Task instructions>
Your response should be every line from the entries that includes the string "once".
________________
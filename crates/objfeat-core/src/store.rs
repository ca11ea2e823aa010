//! Read-only memory-mapped feature store.
//!
//! Two flat files back a store:
//!
//! - features: little-endian `f32`, shape `(records, capacity, dim)`
//! - mask: one byte per slot, shape `(records, capacity)`, nonzero = object
//!
//! Both are mapped once at [`FeatureStore::open`] and unmapped when the store
//! is dropped. Reads are plain offset arithmetic into the maps; records
//! borrow from the store and cannot outlive it.
//!
//! # Safety Guarantees
//!
//! - File sizes are checked against the declared shape before mapping.
//! - Every record starts at a multiple of `dim * 4` bytes into the mapping,
//!   and the mapping itself is checked to be `f32` aligned at open.
//! - Mask bytes are never reinterpreted as `bool`; see [`MaskView`].

use std::fs::File;
use std::path::Path;
use std::slice::ChunksExact;

use memmap2::Mmap;
use tracing::debug;

use crate::error::{Error, Result};
use crate::variant::FilePair;

#[cfg(target_endian = "big")]
compile_error!("feature files are little-endian f32; big-endian targets are not supported");

/// Feature dimensionality of the Faster R-CNN object features.
pub const FEATURE_DIM: usize = 2048;

const F32_SIZE: usize = std::mem::size_of::<f32>();

/// Memory-mapped features and masks of one truncation variant.
pub struct FeatureStore {
    features: Mmap,
    mask: Mmap,
    files: FilePair,
    len: u64,
    capacity: usize,
    dim: usize,
    requested: usize,
}

impl FeatureStore {
    /// Maps `files` as `len` records of `capacity` slots of `dim` floats.
    ///
    /// Records returned by [`get`](Self::get) are truncated to `requested`
    /// slots.
    ///
    /// # Errors
    ///
    /// - [`Error::InvalidCapacity`] if `requested` is zero or above `capacity`.
    /// - [`Error::Config`] if `dim` is zero.
    /// - [`Error::ShapeMismatch`] if a file's size differs from the shape.
    /// - [`Error::Io`] if a file cannot be opened or mapped.
    ///
    /// On error nothing stays mapped.
    pub fn open(
        files: &FilePair,
        len: u64,
        capacity: usize,
        dim: usize,
        requested: usize,
    ) -> Result<Self> {
        if requested == 0 || requested > capacity {
            return Err(Error::InvalidCapacity(requested));
        }
        if dim == 0 {
            return Err(Error::Config("feature dimension must be positive".into()));
        }

        let feature_bytes = shape_bytes(
            &files.features,
            &[len, capacity as u64, dim as u64, F32_SIZE as u64],
        )?;
        let mask_bytes = shape_bytes(&files.mask, &[len, capacity as u64])?;

        let features = map_exact(&files.features, feature_bytes)?;
        // `features` is dropped (unmapped) if the mask cannot be mapped.
        let mask = map_exact(&files.mask, mask_bytes)?;

        ensure_f32_aligned(&features, &files.features)?;

        debug!(
            features = %files.features.display(),
            records = len,
            capacity,
            dim,
            requested,
            "mapped feature store"
        );

        Ok(Self {
            features,
            mask,
            files: files.clone(),
            len,
            capacity,
            dim,
            requested,
        })
    }

    /// Returns record `index`, truncated to the requested slot count.
    ///
    /// # Errors
    ///
    /// Returns [`Error::IndexOutOfRange`] if `index >= len()`.
    #[inline]
    pub fn get(&self, index: u64) -> Result<FeatureRecord<'_>> {
        self.get_truncated(index, self.requested)
    }

    /// Returns the first `min(slots, capacity)` slots of record `index`.
    ///
    /// # Errors
    ///
    /// - [`Error::InvalidCapacity`] if `slots` is zero.
    /// - [`Error::IndexOutOfRange`] if `index >= len()`.
    pub fn get_truncated(&self, index: u64, slots: usize) -> Result<FeatureRecord<'_>> {
        if slots == 0 {
            return Err(Error::InvalidCapacity(slots));
        }
        if index >= self.len {
            return Err(Error::IndexOutOfRange {
                index,
                len: self.len,
            });
        }
        let slots = slots.min(self.capacity);
        // The whole file is mapped, so every in-range record index fits usize.
        let record = index as usize;

        let mask_start = record * self.capacity;
        let feature_start = mask_start * self.dim;

        Ok(FeatureRecord {
            index,
            features: &self.feature_data()[feature_start..feature_start + slots * self.dim],
            mask: MaskView(&self.mask[mask_start..mask_start + slots]),
            dim: self.dim,
        })
    }

    /// Iterates records `0..len()` in order.
    pub fn iter(&self) -> impl Iterator<Item = FeatureRecord<'_>> {
        // Every index below `len` is valid, so `get` cannot fail here.
        (0..self.len).filter_map(move |i| self.get(i).ok())
    }

    /// Number of records.
    #[must_use]
    pub fn len(&self) -> u64 {
        self.len
    }

    /// Returns true if the store holds no records.
    #[must_use]
    pub fn is_empty(&self) -> bool {
        self.len == 0
    }

    /// Slots per record stored on disk.
    #[must_use]
    pub fn capacity(&self) -> usize {
        self.capacity
    }

    /// Slots per record returned by [`get`](Self::get).
    #[must_use]
    pub fn requested(&self) -> usize {
        self.requested
    }

    /// Floats per slot.
    #[must_use]
    pub fn dim(&self) -> usize {
        self.dim
    }

    /// Mapped files.
    #[must_use]
    pub fn files(&self) -> &FilePair {
        &self.files
    }

    /// Total bytes mapped (features + mask).
    #[must_use]
    pub fn mapped_bytes(&self) -> usize {
        self.features.len() + self.mask.len()
    }

    #[inline]
    fn feature_data(&self) -> &[f32] {
        if self.features.is_empty() {
            return &[];
        }
        // SAFETY: the mapping is f32 aligned (`ensure_f32_aligned` in `open`),
        // its length is a multiple of 4 (shape check), f32 has no invalid bit
        // patterns, and the slice borrows `self` so it cannot outlive the
        // mapping.
        unsafe {
            std::slice::from_raw_parts(
                self.features.as_ptr().cast::<f32>(),
                self.features.len() / F32_SIZE,
            )
        }
    }
}

impl std::fmt::Debug for FeatureStore {
    fn fmt(&self, f: &mut std::fmt::Formatter<'_>) -> std::fmt::Result {
        f.debug_struct("FeatureStore")
            .field("files", &self.files)
            .field("len", &self.len)
            .field("capacity", &self.capacity)
            .field("dim", &self.dim)
            .field("requested", &self.requested)
            .finish_non_exhaustive()
    }
}

/// Product of `dims` as a byte count, or a shape mismatch on overflow.
fn shape_bytes(path: &Path, dims: &[u64]) -> Result<u64> {
    dims.iter()
        .try_fold(1u64, |acc, &d| acc.checked_mul(d))
        .filter(|&bytes| usize::try_from(bytes).is_ok())
        .ok_or_else(|| Error::ShapeMismatch {
            path: path.to_path_buf(),
            expected: u64::MAX,
            actual: std::fs::metadata(path).map_or(0, |m| m.len()),
        })
}

/// Rejects a non-empty feature buffer that cannot be viewed as `f32`.
pub(crate) fn ensure_f32_aligned(bytes: &[u8], path: &Path) -> Result<()> {
    if bytes.is_empty() || bytes.as_ptr().align_offset(std::mem::align_of::<f32>()) == 0 {
        return Ok(());
    }
    Err(Error::Io(std::io::Error::new(
        std::io::ErrorKind::InvalidData,
        format!("{}: mapping is not f32 aligned", path.display()),
    )))
}

/// Maps `path` read-only after checking it is exactly `expected` bytes.
fn map_exact(path: &Path, expected: u64) -> Result<Mmap> {
    let file = File::open(path)?;
    let actual = file.metadata()?.len();
    if actual != expected {
        return Err(Error::ShapeMismatch {
            path: path.to_path_buf(),
            expected,
            actual,
        });
    }

    // SAFETY: the file is opened read-only and only ever read through the
    // map. Feature files are immutable once preprocessing has written them;
    // truncating one while it is mapped is outside the supported contract.
    let mmap = unsafe { Mmap::map(&file)? };
    Ok(mmap)
}

/// Borrowed view of one record.
#[derive(Debug, Clone, Copy)]
pub struct FeatureRecord<'a> {
    index: u64,
    features: &'a [f32],
    mask: MaskView<'a>,
    dim: usize,
}

impl<'a> FeatureRecord<'a> {
    /// Global index of this record.
    #[must_use]
    pub fn index(&self) -> u64 {
        self.index
    }

    /// Row-major `num_slots() x dim()` feature matrix.
    #[must_use]
    pub fn features(&self) -> &'a [f32] {
        self.features
    }

    /// Object mask, one flag per slot.
    #[must_use]
    pub fn mask(&self) -> MaskView<'a> {
        self.mask
    }

    /// Number of slots (rows).
    #[must_use]
    pub fn num_slots(&self) -> usize {
        self.mask.len()
    }

    /// Floats per slot (columns).
    #[must_use]
    pub fn dim(&self) -> usize {
        self.dim
    }

    /// Features of slot `slot`.
    #[must_use]
    pub fn row(&self, slot: usize) -> Option<&'a [f32]> {
        let start = slot.checked_mul(self.dim)?;
        self.features.get(start..start + self.dim)
    }

    /// Iterates the feature rows of every slot, padding included.
    pub fn rows(&self) -> ChunksExact<'a, f32> {
        self.features.chunks_exact(self.dim)
    }

    /// Iterates `(slot, features)` of the slots marked as real objects.
    pub fn objects(&self) -> impl Iterator<Item = (usize, &'a [f32])> {
        let mask = self.mask;
        self.rows()
            .enumerate()
            .filter(move |(slot, _)| mask.get(*slot).unwrap_or(false))
    }

    /// Number of slots marked as real objects.
    #[must_use]
    pub fn num_objects(&self) -> usize {
        self.mask.count()
    }

    /// Copies the record out of the mapping.
    #[must_use]
    pub fn to_owned_record(&self) -> OwnedRecord {
        OwnedRecord {
            index: self.index,
            dim: self.dim,
            features: self.features.to_vec(),
            mask: self.mask.to_vec(),
        }
    }
}

/// Object mask of one record as stored on disk.
///
/// Each slot is one byte; any nonzero byte marks a real object.
#[derive(Debug, Clone, Copy, PartialEq, Eq)]
pub struct MaskView<'a>(&'a [u8]);

impl<'a> MaskView<'a> {
    /// Number of slots.
    #[must_use]
    pub fn len(&self) -> usize {
        self.0.len()
    }

    /// Returns true if the view has no slots.
    #[must_use]
    pub fn is_empty(&self) -> bool {
        self.0.is_empty()
    }

    /// Whether slot `slot` holds a real object.
    #[must_use]
    pub fn get(&self, slot: usize) -> Option<bool> {
        self.0.get(slot).map(|&b| b != 0)
    }

    /// Iterates slot flags.
    pub fn iter(&self) -> impl Iterator<Item = bool> + 'a {
        self.0.iter().map(|&b| b != 0)
    }

    /// Number of real objects.
    #[must_use]
    pub fn count(&self) -> usize {
        self.0.iter().filter(|&&b| b != 0).count()
    }

    /// Raw mask bytes.
    #[must_use]
    pub fn as_bytes(&self) -> &'a [u8] {
        self.0
    }

    /// Copies the flags into a `Vec<bool>`.
    #[must_use]
    pub fn to_vec(&self) -> Vec<bool> {
        self.iter().collect()
    }
}

/// Owned copy of a [`FeatureRecord`].
#[derive(Debug, Clone, PartialEq)]
pub struct OwnedRecord {
    /// Global index of the record.
    pub index: u64,
    /// Floats per slot.
    pub dim: usize,
    /// Row-major feature matrix.
    pub features: Vec<f32>,
    /// One flag per slot.
    pub mask: Vec<bool>,
}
________________
Solution to this problem>
//! Both are mapped once at [`FeatureStore::open`] and unmapped when the store
    // map. Feature files are immutable once preprocessing has written them;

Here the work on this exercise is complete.